Prosecutors conceded that the measurements done by the Orem Police Department were incorrect, but Deputy Utah County Attorney Ryan Peters argued there was plenty of other evidence, including photos and digital walk-throughs of the home, that led the jury to convict. He called the measuring problem a harmless mistake, but the judge disagreed.

"This is not harmless error," McVey said.

The judge said that while his mind is all but made up, he will issue a written ruling in about two weeks declaring whether Conrad Truman will get a new trial.

Heidy Truman's mother, Janet Wagner, said her family was disappointed in the judge's likely ruling.

"We believe in the end the truth will still prevail," Wagner said. "We'll get justice for Heidy in the end."

Deputy Utah County Attorney Craig Johnson said prosecutors also were disappointed in the judge's decision, saying they "don't know" how the measurements came to be incorrct.

"We did not knowingly present false testimony," Johnson said. "… This came as a shock to us."

Moffat said outside of court that it appears as if whoever measured the home wrote the inches as feet, so a measurement of 139 inches became 13.9 feet — instead of just over 11.5 feet. He called the measurements "wildly misleading."

And if McVey ultimately decides that he won't grant a new trial, after all? Attorneys say they will come back to court for more arguments on the many other issues that are still on the table.

Among them are gunshot residue tests that were never presented to the jury and a changed decision from the Utah Medical Examiner's Office. The medical examiner, who previously ruled that Heidy Truman died as a result of a homicide, has since reclassified her manner of death as "undetermined" following a review of new information provided by the defense and corrections made to evidence relied on both before and during the trial.

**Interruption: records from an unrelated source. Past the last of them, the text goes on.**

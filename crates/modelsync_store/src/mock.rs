//! A scripted store for testing.

use crate::error::{StoreError, StoreResult};
use crate::event::EventBus;
use crate::record::Record;
use crate::store::{FindAll, Store, WriteOptions};
use crate::types::{EntityType, RecordId};
use async_trait::async_trait;
use parking_lot::Mutex;
use std::collections::{HashMap, VecDeque};
use std::fmt;
use tokio::sync::oneshot;

/// Store methods, as recorded by [`MockStore`].
#[derive(Debug, Clone, Copy, PartialEq, Eq, Hash)]
pub enum StoreMethod {
    /// [`Store::find`].
    Find,
    /// [`Store::find_all`].
    FindAll,
    /// [`Store::add`].
    Add,
    /// [`Store::update`].
    Update,
    /// [`Store::update_or_add`].
    UpdateOrAdd,
    /// [`Store::remove`].
    Remove,
}

impl fmt::Display for StoreMethod {
    fn fmt(&self, f: &mut fmt::Formatter<'_>) -> fmt::Result {
        let name = match self {
            StoreMethod::Find => "find",
            StoreMethod::FindAll => "find_all",
            StoreMethod::Add => "add",
            StoreMethod::Update => "update",
            StoreMethod::UpdateOrAdd => "update_or_add",
            StoreMethod::Remove => "remove",
        };
        f.write_str(name)
    }
}

/// One recorded call.
#[derive(Debug, Clone, PartialEq)]
pub struct StoreCall {
    /// Method called.
    pub method: StoreMethod,
    /// Type argument, absent for filtered `find_all`.
    pub entity_type: Option<EntityType>,
    /// Id argument.
    pub id: Option<RecordId>,
    /// Attribute payload of a write.
    pub payload: Option<Record>,
    /// Query of a `find_all`.
    pub query: Option<FindAll>,
    /// Options of a write.
    pub options: Option<WriteOptions>,
}

impl StoreCall {
    fn new(method: StoreMethod) -> Self {
        Self {
            method,
            entity_type: None,
            id: None,
            payload: None,
            query: None,
            options: None,
        }
    }
}

/// A scripted answer.
#[derive(Debug, Clone, PartialEq)]
pub enum Reply {
    /// A single record.
    Record(Record),
    /// Several records.
    Records(Vec<Record>),
}

impl From<Record> for Reply {
    fn from(record: Record) -> Self {
        Reply::Record(record)
    }
}

impl From<Vec<Record>> for Reply {
    fn from(records: Vec<Record>) -> Self {
        Reply::Records(records)
    }
}

/// Completes a held call.
///
/// Dropping the gate without completing it fails the call with
/// [`StoreError::Unavailable`].
#[derive(Debug)]
pub struct ReplyGate {
    tx: oneshot::Sender<StoreResult<Reply>>,
}

impl ReplyGate {
    /// Resolves the held call.
    pub fn resolve(self, reply: impl Into<Reply>) {
        let _ = self.tx.send(Ok(reply.into()));
    }

    /// Rejects the held call.
    pub fn reject(self, error: StoreError) {
        let _ = self.tx.send(Err(error));
    }
}

enum Scripted {
    Now(StoreResult<Reply>),
    Held(oneshot::Receiver<StoreResult<Reply>>),
}

/// A store that records calls and answers from scripts.
///
/// Each method has a queue of scripted answers consumed in order. An answer
/// is either immediate ([`MockStore::respond`]) or held until a test
/// completes its [`ReplyGate`] ([`MockStore::hold`]). A call with nothing
/// scripted fails with [`StoreError::Unavailable`].
///
/// The mock never emits events on its own; tests drive the bus through
/// [`Store::events`].
#[derive(Default)]
pub struct MockStore {
    calls: Mutex<Vec<StoreCall>>,
    scripts: Mutex<HashMap<StoreMethod, VecDeque<Scripted>>>,
    events: EventBus,
    base_url: Option<String>,
}

impl MockStore {
    /// Creates a mock store.
    pub fn new() -> Self {
        Self::default()
    }

    /// Creates a mock store reporting the given endpoint.
    pub fn with_base_url(base_url: impl Into<String>) -> Self {
        Self {
            base_url: Some(base_url.into()),
            ..Self::default()
        }
    }

    /// Scripts the next answer of a method.
    pub fn respond(&self, method: StoreMethod, result: StoreResult<Reply>) {
        self.script(method, Scripted::Now(result));
    }

    /// Scripts a successful answer.
    pub fn resolve_with(&self, method: StoreMethod, reply: impl Into<Reply>) {
        self.respond(method, Ok(reply.into()));
    }

    /// Scripts a failed answer.
    pub fn reject_with(&self, method: StoreMethod, error: StoreError) {
        self.respond(method, Err(error));
    }

    /// Holds the next call of a method until the returned gate completes.
    pub fn hold(&self, method: StoreMethod) -> ReplyGate {
        let (tx, rx) = oneshot::channel();
        self.script(method, Scripted::Held(rx));
        ReplyGate { tx }
    }

    /// Returns every recorded call.
    pub fn calls(&self) -> Vec<StoreCall> {
        self.calls.lock().clone()
    }

    /// Returns the recorded calls of one method.
    pub fn calls_to(&self, method: StoreMethod) -> Vec<StoreCall> {
        self.calls
            .lock()
            .iter()
            .filter(|c| c.method == method)
            .cloned()
            .collect()
    }

    /// Returns the number of calls of one method.
    pub fn call_count(&self, method: StoreMethod) -> usize {
        self.calls.lock().iter().filter(|c| c.method == method).count()
    }

    fn script(&self, method: StoreMethod, scripted: Scripted) {
        self.scripts
            .lock()
            .entry(method)
            .or_default()
            .push_back(scripted);
    }

    async fn answer(&self, call: StoreCall) -> StoreResult<Reply> {
        let method = call.method;
        self.calls.lock().push(call);

        let scripted = self
            .scripts
            .lock()
            .get_mut(&method)
            .and_then(VecDeque::pop_front);

        match scripted {
            Some(Scripted::Now(result)) => result,
            Some(Scripted::Held(rx)) => rx.await.unwrap_or_else(|_| {
                Err(StoreError::unavailable(format!("held {method} call was dropped")))
            }),
            None => Err(StoreError::unavailable(format!("no reply scripted for {method}"))),
        }
    }

    async fn answer_record(&self, call: StoreCall) -> StoreResult<Record> {
        let method = call.method;
        match self.answer(call).await? {
            Reply::Record(record) => Ok(record),
            Reply::Records(_) => Err(StoreError::unavailable(format!(
                "{method} scripted with several records"
            ))),
        }
    }
}

impl fmt::Debug for MockStore {
    fn fmt(&self, f: &mut fmt::Formatter<'_>) -> fmt::Result {
        f.debug_struct("MockStore")
            .field("calls", &self.calls.lock().len())
            .field("events", &self.events)
            .field("base_url", &self.base_url)
            .finish()
    }
}

#[async_trait]
impl Store for MockStore {
    async fn find(&self, entity_type: &EntityType, id: &RecordId) -> StoreResult<Record> {
        let mut call = StoreCall::new(StoreMethod::Find);
        call.entity_type = Some(entity_type.clone());
        call.id = Some(id.clone());
        self.answer_record(call).await
    }

    async fn find_all(&self, query: &FindAll) -> StoreResult<Vec<Record>> {
        let mut call = StoreCall::new(StoreMethod::FindAll);
        if let FindAll::Type(entity_type) = query {
            call.entity_type = Some(entity_type.clone());
        }
        call.query = Some(query.clone());

        match self.answer(call).await? {
            Reply::Records(records) => Ok(records),
            Reply::Record(record) => Ok(vec![record]),
        }
    }

    async fn add(
        &self,
        entity_type: &EntityType,
        attrs: Record,
        options: WriteOptions,
    ) -> StoreResult<Record> {
        let mut call = StoreCall::new(StoreMethod::Add);
        call.entity_type = Some(entity_type.clone());
        call.payload = Some(attrs);
        call.options = Some(options);
        self.answer_record(call).await
    }

    async fn update(
        &self,
        entity_type: &EntityType,
        id: &RecordId,
        changes: Record,
        options: WriteOptions,
    ) -> StoreResult<Record> {
        let mut call = StoreCall::new(StoreMethod::Update);
        call.entity_type = Some(entity_type.clone());
        call.id = Some(id.clone());
        call.payload = Some(changes);
        call.options = Some(options);
        self.answer_record(call).await
    }

    async fn update_or_add(
        &self,
        entity_type: &EntityType,
        id: &RecordId,
        changes: Record,
        options: WriteOptions,
    ) -> StoreResult<Record> {
        let mut call = StoreCall::new(StoreMethod::UpdateOrAdd);
        call.entity_type = Some(entity_type.clone());
        call.id = Some(id.clone());
        call.payload = Some(changes);
        call.options = Some(options);
        self.answer_record(call).await
    }

    async fn remove(
        &self,
        entity_type: &EntityType,
        id: &RecordId,
        options: WriteOptions,
    ) -> StoreResult<Record> {
        let mut call = StoreCall::new(StoreMethod::Remove);
        call.entity_type = Some(entity_type.clone());
        call.id = Some(id.clone());
        call.options = Some(options);
        self.answer_record(call).await
    }

    fn events(&self) -> &EventBus {
        &self.events
    }

    fn base_url(&self) -> Option<&str> {
        self.base_url.as_deref()
    }
}

#[cfg(test)]
mod tests {
    use super::*;
    use serde_json::json;

    fn task() -> EntityType {
        EntityType::new("task").unwrap()
    }

    fn record(value: serde_json::Value) -> Record {
        Record::try_from(value).unwrap()
    }

    #[tokio::test]
    async fn records_calls_with_arguments() {
        let store = MockStore::new();
        store.resolve_with(StoreMethod::Add, record(json!({"id": "a"})));

        let attrs = record(json!({"name": "New Task"}));
        store.add(&task(), attrs.clone(), WriteOptions::local()).await.unwrap();

        let calls = store.calls_to(StoreMethod::Add);
        assert_eq!(calls.len(), 1);
        assert_eq!(calls[0].entity_type, Some(task()));
        assert_eq!(calls[0].payload, Some(attrs));
        assert_eq!(calls[0].options, Some(WriteOptions::local()));
    }

    #[tokio::test]
    async fn unscripted_call_is_unavailable() {
        let store = MockStore::new();
        let err = store.find(&task(), &RecordId::new("a")).await.unwrap_err();
        assert!(matches!(err, StoreError::Unavailable(_)));
        assert_eq!(store.call_count(StoreMethod::Find), 1);
    }

    #[tokio::test]
    async fn scripts_are_consumed_in_order() {
        let store = MockStore::new();
        store.resolve_with(StoreMethod::Find, record(json!({"n": 1})));
        store.reject_with(StoreMethod::Find, StoreError::not_found("task", "a"));

        let id = RecordId::new("a");
        assert_eq!(store.find(&task(), &id).await.unwrap(), record(json!({"n": 1})));
        assert!(store.find(&task(), &id).await.unwrap_err().is_not_found());
    }

    #[tokio::test]
    async fn held_call_waits_for_gate() {
        let store = std::sync::Arc::new(MockStore::new());
        let gate = store.hold(StoreMethod::Remove);

        let pending = {
            let store = std::sync::Arc::clone(&store);
            tokio::spawn(async move {
                store
                    .remove(&task(), &RecordId::new("a"), WriteOptions::local())
                    .await
            })
        };

        tokio::task::yield_now().await;
        gate.reject(StoreError::rejected("denied"));

        let result = pending.await.unwrap();
        assert_eq!(result, Err(StoreError::rejected("denied")));
    }

    #[tokio::test]
    async fn dropped_gate_fails_call() {
        let store = MockStore::new();
        drop(store.hold(StoreMethod::Find));

        let err = store.find(&task(), &RecordId::new("a")).await.unwrap_err();
        assert!(matches!(err, StoreError::Unavailable(_)));
    }

    #[tokio::test]
    async fn filtered_find_all_has_no_type() {
        let store = MockStore::new();
        store.resolve_with(StoreMethod::FindAll, Vec::<Record>::new());

        let filter = record(json!({"foo": "bar"}));
        store.find_all(&FindAll::Matching(filter.clone())).await.unwrap();

        let call = &store.calls()[0];
        assert_eq!(call.entity_type, None);
        assert_eq!(call.query, Some(FindAll::Matching(filter)));
    }
}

"I can no longer state with medical or scientific certainty which individual fired the fatal shot," Edward Leis, a deputy medical examiner states in the affidavit included in court papers. "… I can no longer rule out the possibility that Heidy Truman died of a self-inflicted gun shot wound of the head."

Heidy Truman died on Sept. 20, 2012, at the couple's Orem home. Her husband was also home that night, but has said he was in the kitchen when he heard a noise and then turned to see his wife collapse.